I'm in the process of trying to convert our database from latin1 to UTF-8. Unfortunately I can't do a massive single switchover as the application needs to stay online and we have 700GB of database to convert.
So I'm trying to leverage a little mysql hack of converting tables to UTF-8 however not the data. I'd like the data to be read, converted, and replaced in real time. (A JIT conversion if you will)
Our php app currently uses all of the defaults so it's connecting to mysql using the latin1 character set and it drops UTF-8 data encoded in latin1. When you view the data with latin1 the UTF-8 characters show up as expected. When you view the data with UTF-8 things get jumbled up.
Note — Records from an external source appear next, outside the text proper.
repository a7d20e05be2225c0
//! Minimal abstraction for an asynchronous CAN bus. Allows the library to plug
//! into various implementations (embedded HAL, SocketCAN, GridConnect bridge, etc.).
use crate::protocol::transport::can_frame::CanFrame;
use futures_util::Future;

/// Contract to send and receive CAN frames asynchronously.
///
/// The bus knows nothing about datagrams: one frame in, one frame out.
pub trait CanBus {
    type Error: core::fmt::Debug;
    /// Emit a frame on the bus. Asynchronous to accommodate non-blocking drivers.
    fn send<'a>(
        &'a mut self,
        frame: &'a CanFrame,
    ) -> impl Future<Output = Result<(), Self::Error>> + 'a;
    /// Retrieve the next available frame. Asynchronously waits until data arrives.
    ///
    /// Must be cancel-safe: the runner drops a pending `recv` when it has an
    /// outbound frame to emit.
    fn recv<'a>(
        &'a mut self,
    ) -> impl core::future::Future<Output = Result<CanFrame, Self::Error>> + 'a;
}
impl<'a, C, const CLIENTS: usize, const HANDLERS: usize> DatagramRunner<'a, C, CLIENTS, HANDLERS>
where
    C: CanBus,
    C::Error: Debug,
{
    /// Run until the bus fails.
    pub async fn drive(mut self) -> Result<(), DatagramRunError<C::Error>> {
        let mut queue = LocalQueue::new();

        loop {
            let mut inbound = None;
            let mut outbound = None;
            let mut recv_error = None;

            {
                let recv_future = self.bus.recv();
                let outbound_future = self.support.outbound.receive();
                pin_mut!(recv_future);
                pin_mut!(outbound_future);

                match select(recv_future, outbound_future).await {
                    Either::Left((result, pending_outbound)) => {
                        match result {
                            Ok(frame) => inbound = Some(frame),
                            Err(err) => recv_error = Some(err),
                        }
                        drop(pending_outbound);
                    }
                    Either::Right((item, pending_recv)) => {
                        outbound = Some(item);
                        drop(pending_recv);
                    }
                }
            }

            if let Some(err) = recv_error {
                #[cfg(feature = "defmt")]
                defmt::error!("CAN receive error, datagram runner stops");
                return Err(DatagramRunError::Receive(err));
            }

            if let Some(frame) = inbound {
                self.process(&frame, &mut queue);
            }

            if let Some(item) = outbound {
                queue.push(item);
            }

            self.flush(&mut queue).await?;
        }
    }

    /// Emit queued frames; frames addressed to a local alias are processed
    /// here instead of going to the bus.
    async fn flush(&mut self, queue: &mut LocalQueue) -> Result<(), DatagramRunError<C::Error>> {
        while let Some(item) = queue.pop() {
            if self.is_loopback(&item.frame) {
                self.support.notify_transmitted(item.notify);
                self.process(&item.frame, queue);
            } else {
                self.bus
                    .send(&item.frame)
                    .await
                    .map_err(DatagramRunError::Send)?;
                self.support.notify_transmitted(item.notify);
            }
        }
        Ok(())
    }

    fn is_loopback(&self, frame: &CanFrame) -> bool {
        let destination = match frame.id.frame_type() {
            Some(CanFrameType::Message) => AddressedMessage::decode(frame)
                .ok()
                .map(|message| message.destination),
            Some(_) => frame.id.datagram_destination(),
            None => None,
        };
        destination.is_some_and(|alias| self.support.local.reverse_lookup(alias).is_some())
    }

    //==================================================================================Inbound
    fn process(&mut self, frame: &CanFrame, queue: &mut LocalQueue) {
        if let Some(event) = parse_alias_frame(frame) {
            self.on_alias_event(event, queue);
            return;
        }

        match frame.id.frame_type() {
            Some(CanFrameType::Message) => {
                if let Ok(message) = AddressedMessage::decode(frame) {
                    self.on_addressed_message(message);
                }
            }
            Some(
                CanFrameType::DatagramSingle
                | CanFrameType::DatagramFirst
                | CanFrameType::DatagramMiddle
                | CanFrameType::DatagramLast,
            ) => match DatagramFrame::decode(frame) {
                Ok(datagram_frame) => self.on_datagram_frame(&datagram_frame, queue),
                Err(_err) => {
                    #[cfg(feature = "defmt")]
                    defmt::trace!("datagram frame dropped: {}", _err);
                }
            },
            _ => {}
        }
    }

    fn on_alias_event(&mut self, event: AliasEvent, queue: &mut LocalQueue) {
        let support = self.support;
        match event {
            AliasEvent::Defined { node_id, alias } => {
                if support.local.reverse_lookup(alias).is_some() {
                    return;
                }
                #[cfg(feature = "defmt")]
                defmt::debug!("alias {:#X} is node {:#X}", alias, node_id);
                support.remote.add(node_id, alias);
                support.route_alias_definition(node_id, alias);
            }
            AliasEvent::Reset { node_id, alias } => {
                if support.remote.lookup(node_id) == Some(alias) {
                    support.remote.remove(node_id);
                }
            }
            AliasEvent::Enquiry {
                node_id: Some(node_id),
                ..
            } => {
                let Some(alias) = support.local.lookup(node_id) else {
                    return;
                };
                match alias_map_definition(alias, node_id) {
                    Ok(frame) => queue.push(Outbound { frame, notify: None }),
                    Err(_err) => {
                        #[cfg(feature = "defmt")]
                        defmt::warn!("cannot answer enquiry: {}", _err);
                    }
                }
            }
            AliasEvent::Enquiry { node_id: None, .. } => {}
        }
    }

    fn on_addressed_message(&mut self, message: AddressedMessage) {
        let is_response = matches!(
            message.mti,
            mti::DATAGRAM_OK
                | mti::DATAGRAM_REJECTED
                | mti::OPTIONAL_INTERACTION_REJECTED
                | mti::TERMINATE_DUE_TO_ERROR
        );
        if is_response && self.support.local.reverse_lookup(message.destination).is_some() {
            self.support.route_response(message);
        }
    }

    fn on_datagram_frame(&mut self, frame: &DatagramFrame, queue: &mut LocalQueue) {
        let Some(destination) = self.support.local.reverse_lookup(frame.destination) else {
            // Datagram between two other nodes.
            return;
        };

        match self.assembler.process_frame(frame) {
            ProcessResult::FragmentConsumed => {}
            ProcessResult::Rejected(rejection) => {
                #[cfg(feature = "defmt")]
                defmt::debug!("datagram frame rejected: {}", rejection);
                queue.push_message(AddressedMessage::datagram_rejected(
                    rejection.local,
                    rejection.remote,
                    rejection.code,
                ));
            }
            ProcessResult::DatagramComplete(datagram) => {
                let (local, remote) = (datagram.destination, datagram.source);
                let message = match self.dispatch(destination, datagram) {
                    DatagramReply::Ok { flags } => AddressedMessage::datagram_ok(local, remote, flags),
                    DatagramReply::Rejected { code } => {
                        AddressedMessage::datagram_rejected(local, remote, code)
                    }
                };
                queue.push_message(message);
            }
        }
    }

    /// Hand a complete datagram to its handler.
    fn dispatch(&self, destination: NodeId, datagram: CompletedDatagram) -> DatagramReply {
        let support = self.support;
        let Some(datagram_type) = datagram.payload.datagram_type() else {
            return DatagramReply::Rejected {
                code: PERMANENT_ERROR,
            };
        };
        let Some(handler) = support.registry.lookup(destination, datagram_type) else {
            #[cfg(feature = "defmt")]
            defmt::debug!("no handler for datagram type {:#X}", datagram_type);
            return DatagramReply::Rejected {
                code: ERROR_NOT_IMPLEMENTED,
            };
        };

        let source_id = support
            .remote
            .reverse_lookup(datagram.source)
            .or_else(|| support.local.reverse_lookup(datagram.source))
            .unwrap_or(0);

        handler.handle_datagram(IncomingDatagram {
            source: NodeHandle::new(source_id, datagram.source),
            destination,
            payload: datagram.payload,
        })
    }
}
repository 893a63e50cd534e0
pub mod run;
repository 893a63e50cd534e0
//! masonry-scroll keeps a scrollable masonry grid over millions of items
//! responsive while only a small window of pages is ever resident.
//!
//! # Overview
//!
//! The dataset lives in an external [`PageStore`]. The core pulls fixed-size
//! pages from it on a small worker pool, lays each page out independently,
//! and stitches the layouts into one virtual coordinate space whose
//! unmeasured regions are extrapolated from a running row-height estimate.
//!
//! - [`PageCache`] holds at most `K` pages, pins the current window and
//!   discards results that belong to a superseded dataset view.
//! - [`MasonryLayoutEngine`] places items into the shortest column and keeps
//!   the row-height estimate, which only ever grows.
//! - [`DomainController`] owns the scroll range and the mapping between
//!   scroll fraction and dataset position. Nothing else writes it.
//! - [`WindowPlanner`] turns a target page into pin and release requests and
//!   produces spacers for pages that have no layout yet.
//! - [`Coordinator`] sequences drag, release, settle and recovery.
//!
//! # Usage
//!
//! ```no_run
//! use std::{sync::Arc, time::Instant};
//! use masonry_scroll::{Coordinator, MasonryConfig, PageStore, ViewQuery};
//!
//! fn run(store: Arc<dyn PageStore>) -> Result<(), masonry_scroll::ScrollError> {
//!     let mut scroll = Coordinator::open(
//!         store,
//!         MasonryConfig::default(),
//!         ViewQuery::default(),
//!         1280.0,
//!         720.0,
//!     )?;
//!     scroll.on_scroll(0.5);
//!     scroll.pump(Instant::now());
//!     let window = scroll.visible_window();
//!     println!("{} pages, {} spacers", window.pages.len(), window.spacers.len());
//!     Ok(())
//! }
//! ```
//!
//! # Logging
//!
//! The crate logs through [`tracing`] and never installs a subscriber.
#![deny(missing_docs, clippy::unwrap_used)]

pub mod cache;
pub mod config;
pub mod coordinator;
pub mod domain;
pub mod error;
pub mod fetch_pool;
pub mod layout;
pub mod page;
pub mod planner;
pub mod store;
pub mod window;

#[cfg(any(test, feature = "testing"))]
pub mod testing;

pub use crate::{
    cache::{CacheEvent, CacheStats, PageCache},
    config::MasonryConfig,
    coordinator::{Coordinator, CoordinatorStats, Phase},
    domain::{
        DomainController, DomainPosition, DomainRevision, DomainSnapshot, PageSpan,
        RevisionOutcome, ScrollRange,
    },
    error::{ConfigError, FetchError, LayoutError, PoolError, ScrollError, StoreError},
    fetch_pool::{FetchCompletion, FetchJob, FetchPool},
    layout::{
        ColumnGeometry, HeightEstimator, ItemRect, MasonryLayoutEngine, PageLayout, column_count,
        layout_page,
    },
    page::Page,
    planner::{WindowPlan, WindowPlanner},
    store::{Filter, Item, PageStore, PayloadId, SortDirection, SortKey, ViewQuery},
    window::{Spacer, SpacerReason, VisibleWindow},
};
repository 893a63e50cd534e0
use std::path::PathBuf;

use anyhow::{Result, anyhow};
use clap::{Args, Parser, Subcommand};

mod commands;
mod output;
mod settings;
mod synthetic;

#[derive(Parser)]
#[command(name = "masonry-demo")]
#[command(version, about = "Drive masonry-scroll against a synthetic dataset", long_about = None)]
struct Cli {
    #[command(subcommand)]
    command: Commands,
}

#[derive(Subcommand)]
enum Commands {
    /// Open a view, scroll or flick, settle and print the resulting window
    Run(RunArgs),
}

#[derive(Args)]
struct RunArgs {
    /// Number of items in the synthetic dataset
    #[arg(long, default_value_t = 1_000_000)]
    items: u64,
    /// Viewport size in pixels
    #[arg(long, value_parser = parse_viewport, default_value = "1280x720")]
    viewport: (f32, f32),
    /// TOML file with configuration overrides
    #[arg(long)]
    config: Option<PathBuf>,
    /// Items per page (overrides the config file)
    #[arg(long)]
    page_size: Option<usize>,
    /// Scroll fraction to jump to
    #[arg(long, conflicts_with = "flick")]
    scroll: Option<f64>,
    /// Drag from one scroll fraction to another and release
    #[arg(long, value_parser = parse_flick)]
    flick: Option<(f64, f64)>,
    /// Page that always fails to load
    #[arg(long)]
    fail_page: Option<u64>,
    /// Ascending order instead of newest first
    #[arg(long)]
    ascending: bool,
}

fn parse_viewport(value: &str) -> Result<(f32, f32)> {
    let (width, height) = value
        .split_once(['x', 'X'])
        .ok_or_else(|| anyhow!("expected WIDTHxHEIGHT, got `{value}`"))?;
    let width: f32 = width.trim().parse()?;
    let height: f32 = height.trim().parse()?;
    if !(width > 0.0 && height > 0.0) {
        return Err(anyhow!("viewport must be positive, got `{value}`"));
    }
    Ok((width, height))
}

fn parse_flick(value: &str) -> Result<(f64, f64)> {
    let (from, to) = value
        .split_once(':')
        .ok_or_else(|| anyhow!("expected FROM:TO, got `{value}`"))?;
    let from: f64 = from.trim().parse()?;
    let to: f64 = to.trim().parse()?;
    for fraction in [from, to] {
        if !(0.0..=1.0).contains(&fraction) {
            return Err(anyhow!("fractions must lie in [0, 1], got `{value}`"));
        }
    }
    Ok((from, to))
}

fn init_tracing() {
    let filter = match tracing_subscriber::EnvFilter::try_from_default_env() {
        Ok(filter) => filter,
        Err(_) => match tracing_subscriber::EnvFilter::try_new("error,masonry_scroll=info") {
            Ok(filter) => filter,
            Err(_) => tracing_subscriber::EnvFilter::new("error"),
        },
    };

    let _ = tracing_subscriber::fmt()
        .pretty()
        .with_env_filter(filter)
        .with_span_events(tracing_subscriber::fmt::format::FmtSpan::CLOSE)
        .with_writer(std::io::stderr)
        .try_init();
}

fn main() -> Result<()> {
    init_tracing();
    let Cli { command } = Cli::parse();

    match command {
        Commands::Run(args) => {
            let result = commands::run::execute(commands::run::RunOptions {
                items: args.items,
                viewport: args.viewport,
                config: args.config,
                page_size: args.page_size,
                scroll: args.scroll,
                flick: args.flick,
                fail_page: args.fail_page,
                ascending: args.ascending,
            });
            if let Err(err) = &result {
                output::emit(output::Tone::Error, format_args!("{err:#}"));
            }
            result?;
        }
    }

    Ok(())
}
So I propose forcing the mysql character set to UTF-8 and then doing a just in time conversion of the data if necessary. Now, seeing as cp1252/windows-1252 is a subset of UTF-8 it's not so straight forward (as far as I can see) to detect the cp1252/windows-1252 encoding.
I've written the following code that attempts to detect cp1252/windows-1252 encoding and convert as necessary. It should also detect properly encoded UTF-8 characters and do nothing.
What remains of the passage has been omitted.